__Exercise__
When you reach the entries below, transcribe each one exactly as it stands.
● ● ● ● ● ● ●
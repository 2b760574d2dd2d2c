#[cfg(all(not(target_os = "xous")))]
mod minifb;
#[cfg(all(not(target_os = "xous")))]
pub use crate::backend::minifb::*;

#[cfg(any(feature = "precursor", feature = "renode"))]
mod betrusted;
#[cfg(any(feature = "precursor", feature = "renode"))]
pub use crate::backend::betrusted::*;

#[cfg(feature = "board-baosor")]
mod cramium;
#[cfg(feature = "board-baosor")]
pub use crate::backend::cramium::*;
● ● ● ● ● ● ●
__Answer__
repository 2b760574d2dd2d2c
#[cfg(all(not(target_os = "xous")))]
mod minifb;
#[cfg(all(not(target_os = "xous")))]
pub use crate::backend::minifb::*;

#[cfg(any(feature = "precursor", feature = "renode"))]
mod betrusted;
#[cfg(any(feature = "precursor", feature = "renode"))]
pub use crate::backend::betrusted::*;

#[cfg(feature = "board-baosor")]
mod cramium;
#[cfg(feature = "board-baosor")]
pub use crate::backend::cramium::*;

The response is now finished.